What It Takes To Get A Flag Down

How many of us are mere conformists who tag along like a puppy dreaming of that next treat? How much do we really care about the past with its injustices, prejudices and hatred?

Often, we aren’t even connected with the present as it relates to human indignities so much as the slanted spoon feed we receive from our beloved media. We remain safe and shielded.

We raise our flag of freedom and try to be thankful for it.

Flags are symbols of belief, doctrine, philosophy, and much more.

The Dixie battle flag, as of late, has been projected front and center. Many who never thought one way or another about it have decided to take a second look; past, present and future status.

It turns out that the Battle Flag of Dixie could have easily been flown in the early Greek civilizations where people could be owned and a man’s value was entrenched in what, who, how much and how many he owned. The Southern white male in the United States of America thought much of this Greek ideology. Aristotle taught him well.

Thomas Jefferson was among those landowners who owned slaves. His contemporaries were not upset by this; they were most often envious. Slave owners were able to justify their reasons for practicing slavery. And when their case needed a bolstering, well, can you get any bigger than God? Modify the scriptures here and there as Jefferson did, and your new god is right there with you as a heavy handed trump card.

RELIGIOUS SUPPORT FOR SLAVERY

In 1845, the Southern Baptist Convention was established. Baptists in the North refused to appoint Southern slaveholders as missionaries. So the free white slave owners started their own Southern version of Baptist Christianity.

What kind of flag was being flown? The white supreme “Christian flag”.
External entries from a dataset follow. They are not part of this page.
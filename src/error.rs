// SPDX-License-Identifier: MIT
// Copyright 2026 Roland Dreier <roland@rolandd.dev>

//! Application error types with consistent API responses.
//!
//! Every handler resolves to either a success body carrying
//! `"success": true` or one of these errors rendered as
//! `{"success": false, "error": <message>}`. Nothing throws past a
//! handler; this enum is the whole taxonomy, so call sites match on
//! variants instead of probing error shapes.

use axum::{
    http::StatusCode,
    response::{IntoResponse, Response},
    Json,
};
use serde::Serialize;

/// Application error type that converts to HTTP responses.
#[derive(Debug, thiserror::Error)]
pub enum AppError {
    #[error("{0}")]
    Validation(String),

    #[error("Unauthorized")]
    Unauthorized,

    #[error("Invalid or expired token")]
    InvalidToken,

    #[error("{0}")]
    Forbidden(String),

    #[error("{0}")]
    NotFound(String),

    #[error("{0}")]
    Conflict(String),

    #[error("Identity service error: {0}")]
    Identity(String),

    #[error("Database error: {0}")]
    Database(String),

    #[error("Storage error: {0}")]
    Storage(String),

    #[error("Internal server error: {0}")]
    Internal(#[from] anyhow::Error),
}

impl AppError {
    /// Message for the collapsed credential-failure cases. Login must not
    /// reveal whether the email or the password was the wrong half.
    pub const INVALID_CREDENTIALS: &'static str = "Invalid email or password";

    /// Message for registration attempts against a taken email.
    pub const EMAIL_IN_USE: &'static str = "Email is already in use";

    /// True when this error is the collapsed invalid-credentials case.
    pub fn is_invalid_credentials(&self) -> bool {
        matches!(self, AppError::Validation(msg) if msg == Self::INVALID_CREDENTIALS)
    }
}

/// JSON error response body.
///
/// `success` is always false here; success bodies are built per-handler.
/// `error` is the short user-facing message, never a raw backend error.
#[derive(Serialize)]
struct ErrorResponse {
    success: bool,
    error: String,
}

impl IntoResponse for AppError {
    fn into_response(self) -> Response {
        let (status, message) = match &self {
            AppError::Validation(msg) => (StatusCode::BAD_REQUEST, msg.clone()),
            AppError::Unauthorized => (StatusCode::UNAUTHORIZED, "Unauthorized".to_string()),
            AppError::InvalidToken => (
                StatusCode::UNAUTHORIZED,
                "Invalid or expired token".to_string(),
            ),
            AppError::Forbidden(msg) => (StatusCode::FORBIDDEN, msg.clone()),
            AppError::NotFound(msg) => (StatusCode::NOT_FOUND, msg.clone()),
            AppError::Conflict(msg) => (StatusCode::CONFLICT, msg.clone()),
            AppError::Identity(msg) => {
                tracing::error!(error = %msg, "Identity service error");
                (
                    StatusCode::BAD_GATEWAY,
                    "Identity service unavailable".to_string(),
                )
            }
            AppError::Database(msg) => {
                tracing::error!(error = %msg, "Database error");
                (StatusCode::INTERNAL_SERVER_ERROR, "Database error".to_string())
            }
            AppError::Storage(msg) => {
                tracing::error!(error = %msg, "Storage error");
                (StatusCode::BAD_GATEWAY, "Storage error".to_string())
            }
            AppError::Internal(err) => {
                tracing::error!(error = %err, "Internal server error");
                (
                    StatusCode::INTERNAL_SERVER_ERROR,
                    "Internal server error".to_string(),
                )
            }
        };

        let body = ErrorResponse {
            success: false,
            error: message,
        };

        (status, Json(body)).into_response()
    }
}

/// Result type alias for handlers
pub type Result<T> = std::result::Result<T, AppError>;
// SPDX-License-Identifier: MIT
// Copyright 2026 Roland Dreier <roland@kernel.org>

//! Activity-log model: the append-only audit trail.

use serde::{Deserialize, Serialize};
use std::collections::HashMap;

/// What happened. Closed set; new kinds are added here, never free-form.
#[derive(Debug, Clone, Copy, PartialEq, Eq, Serialize, Deserialize)]
#[serde(rename_all = "snake_case")]
pub enum ActivityKind {
    Login,
    Register,
    ProfileUpdate,
    PasswordResetRequested,
    PasswordResetCompleted,
    DeletionRequest,
    DeletionCompleted,
    DeletionFailed,
    AdminAction,
    DataExport,
}

impl ActivityKind {
    pub fn as_str(&self) -> &'static str {
        match self {
            ActivityKind::Login => "login",
            ActivityKind::Register => "register",
            ActivityKind::ProfileUpdate => "profile_update",
            ActivityKind::PasswordResetRequested => "password_reset_requested",
            ActivityKind::PasswordResetCompleted => "password_reset_completed",
            ActivityKind::DeletionRequest => "deletion_request",
            ActivityKind::DeletionCompleted => "deletion_completed",
            ActivityKind::DeletionFailed => "deletion_failed",
            ActivityKind::AdminAction => "admin_action",
            ActivityKind::DataExport => "data_export",
        }
    }

    /// Parse a kind name (used for the `kind` query filter).
    pub fn parse(raw: &str) -> Option<Self> {
        match raw {
            "login" => Some(ActivityKind::Login),
            "register" => Some(ActivityKind::Register),
            "profile_update" => Some(ActivityKind::ProfileUpdate),
            "password_reset_requested" => Some(ActivityKind::PasswordResetRequested),
            "password_reset_completed" => Some(ActivityKind::PasswordResetCompleted),
            "deletion_request" => Some(ActivityKind::DeletionRequest),
            "deletion_completed" => Some(ActivityKind::DeletionCompleted),
            "deletion_failed" => Some(ActivityKind::DeletionFailed),
            "admin_action" => Some(ActivityKind::AdminAction),
            "data_export" => Some(ActivityKind::DataExport),
            _ => None,
        }
    }
}

/// Outcome attached to a log entry.
#[derive(Debug, Clone, Copy, PartialEq, Eq, Serialize, Deserialize)]
#[serde(rename_all = "snake_case")]
pub enum ActivityStatus {
    Success,
    Failed,
    Pending,
    Completed,
    Warning,
}

/// Known metadata keys. The bag stays loosely typed, but anything a test
/// or the UI depends on must be listed here.
pub mod metadata_keys {
    pub const PROVIDER: &str = "provider";
    pub const EMAIL: &str = "email";
    pub const TARGET_USER: &str = "targetUser";
    pub const OLD_ROLE: &str = "oldRole";
    pub const NEW_ROLE: &str = "newRole";
}

/// One audit record in Firestore (`activityLogs/{id}`).
///
/// Immutable once written: no update path exists anywhere in the crate.
/// Field names stay camelCase on the wire and in storage, matching the
/// dashboard that reads them.
#[derive(Debug, Clone, Serialize, Deserialize)]
#[serde(rename_all = "camelCase")]
pub struct ActivityLogEntry {
    /// Random ID (also used as document ID and as the pagination tiebreak)
    pub id: String,
    /// Owning user's uid
    pub user_id: String,
    /// What happened
    #[serde(rename = "type")]
    pub kind: ActivityKind,
    /// Human-readable description
    pub description: String,
    /// Outcome
    pub status: ActivityStatus,
    /// Server-side write time (RFC3339); the primary sort key
    pub timestamp: String,
    /// Loosely-typed side channel; see [`metadata_keys`]
    #[serde(skip_serializing_if = "Option::is_none")]
    pub metadata: Option<HashMap<String, serde_json::Value>>,
    /// Request origin, when the caller supplied it
    #[serde(skip_serializing_if = "Option::is_none")]
    pub ip_address: Option<String>,
    #[serde(skip_serializing_if = "Option::is_none")]
    pub device: Option<String>,
    #[serde(skip_serializing_if = "Option::is_none")]
    pub location: Option<String>,
}

/// Inputs for appending one entry. The writer fills in `id` and
/// `timestamp` itself so callers cannot backdate the trail.
#[derive(Debug, Clone)]
pub struct NewActivity {
    pub user_id: String,
    pub kind: ActivityKind,
    pub description: String,
    pub status: ActivityStatus,
    pub metadata: Option<HashMap<String, serde_json::Value>>,
    pub ip_address: Option<String>,
    pub device: Option<String>,
    pub location: Option<String>,
}

impl NewActivity {
    /// Shorthand for the common case: no metadata, no request context.
    pub fn new(
        user_id: impl Into<String>,
        kind: ActivityKind,
        description: impl Into<String>,
        status: ActivityStatus,
    ) -> Self {
        Self {
            user_id: user_id.into(),
            kind,
            description: description.into(),
            status,
            metadata: None,
            ip_address: None,
            device: None,
            location: None,
        }
    }

    pub fn with_metadata(mut self, key: &str, value: impl Into<serde_json::Value>) -> Self {
        self.metadata
            .get_or_insert_with(HashMap::new)
            .insert(key.to_string(), value.into());
        self
    }

    /// Attach the request origin (client IP, user agent).
    pub fn with_origin(mut self, ip_address: Option<String>, device: Option<String>) -> Self {
        self.ip_address = ip_address;
        self.device = device;
        self
    }
}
Southern Baptists of that day had great devotion to orthodoxy. They believed all the right things and stated them with deep conviction. The ultimately sad part is that so many would assign God to be their puppet. Neither Jesus nor the bible were allowed to speak to the matter of their greed, selfish ambition and twisted faith. Too many were heretics who imagined a compliant God who could rightly be seen as their slave and sponsor of their ruse. God was a rich white man and the humble Savior who came to free us from sin would need to stay in the background. In that day, we can be certain that there were few, if any, sermons preached on St. Paul’s words that flew in the face of prejudice of any kind.

“Faith in Christ Jesus is what makes each of you equal with each other,

whether you are a Jew or a Greek, a slave or a free person, a man or a woman.  

So if you belong to Christ, you are now part of Abraham’s family, and you will be given what God has promised.”    Galatians 3:28-29

What do we learn from this passage in the bible?

 

Firstly, being a slave to Christ and belonging to Him is necessary to understanding true freedom with equality.

To be a child of God is to be owned by Him and to revel in such slavery.

As the scriptures say,  “You were bought at a price; do not become slaves of human beings.” I Corinthians 7:23    (also 6:19-20)

In the early church years, many Christians were enslaved by the Romans. As such, the bible instructs them on how to behave as slaves. They were taught how to act in Christian character towards their owners.

Secondly, a slave being equal (ethnicity, sex, and social position) to his owner was anathema to a slave owner and would mean the end of slavery as he knew it and practiced it.

Thirdly, slave’s new nothing of the wealth of their owner. Christians will be given “what God has promised.”

 

So how is it that professing Christians from any generation can claim to know the Jesus of the bible and yet practice such heresy of contradiction in His teachings by proudly suppressing another human being?

It’s all about the flag we chose to fly. You see, flags are easy. They can speak for us and when there is a public tide of flag wavers, they offer a false security; a rolling band wagon complete with “friends”.

Contemplate these examples: Nazi Germany, KKK in America, ISIS…Each with a flag that props up their evil cause.

Now look at us today. There still remains a remnant of those misguided forefathers. For these, it won’t matter if a Dixie war flag is up or down; in a courthouse or museum. Their heart remains darkened and unconverted by the Spirit of Christ. They still act on their need to be superior at another’s expense. Fear and greed are their insecure, intoxicating friends.

Why did it take 9 people dying at the hands of a lone, crazed man https://www.nytimes.com/2015/06/18/us/church-attacked-in-charleston-south-carolina.html

to give us permission to remove a symbol of oppression and slavery? Because we don’t typically speak up and speak out until there is a tragedy.

Because evil would have us to be docile and passive in its presence.

A simple piece of cloth atop a pole waving in the wind means nothing until the people it waves for say so. It may well be that the Dixie Battle Flag will finally be relegated to the history books.

This flag will be in the museum of history, a history that has more shame than pride. And yet still, with grace, we find ways to remember the 700,000 + who fought and died in such a horrific and unfortunate war.

Then the flag is down. Then we begin working on other flags, like the Lobbyist Flag that represents the buy-off of our politicians and our country while creating a financial, socio-economic version of Old Dixie.

Fear not the flag but examine those who raise it and why.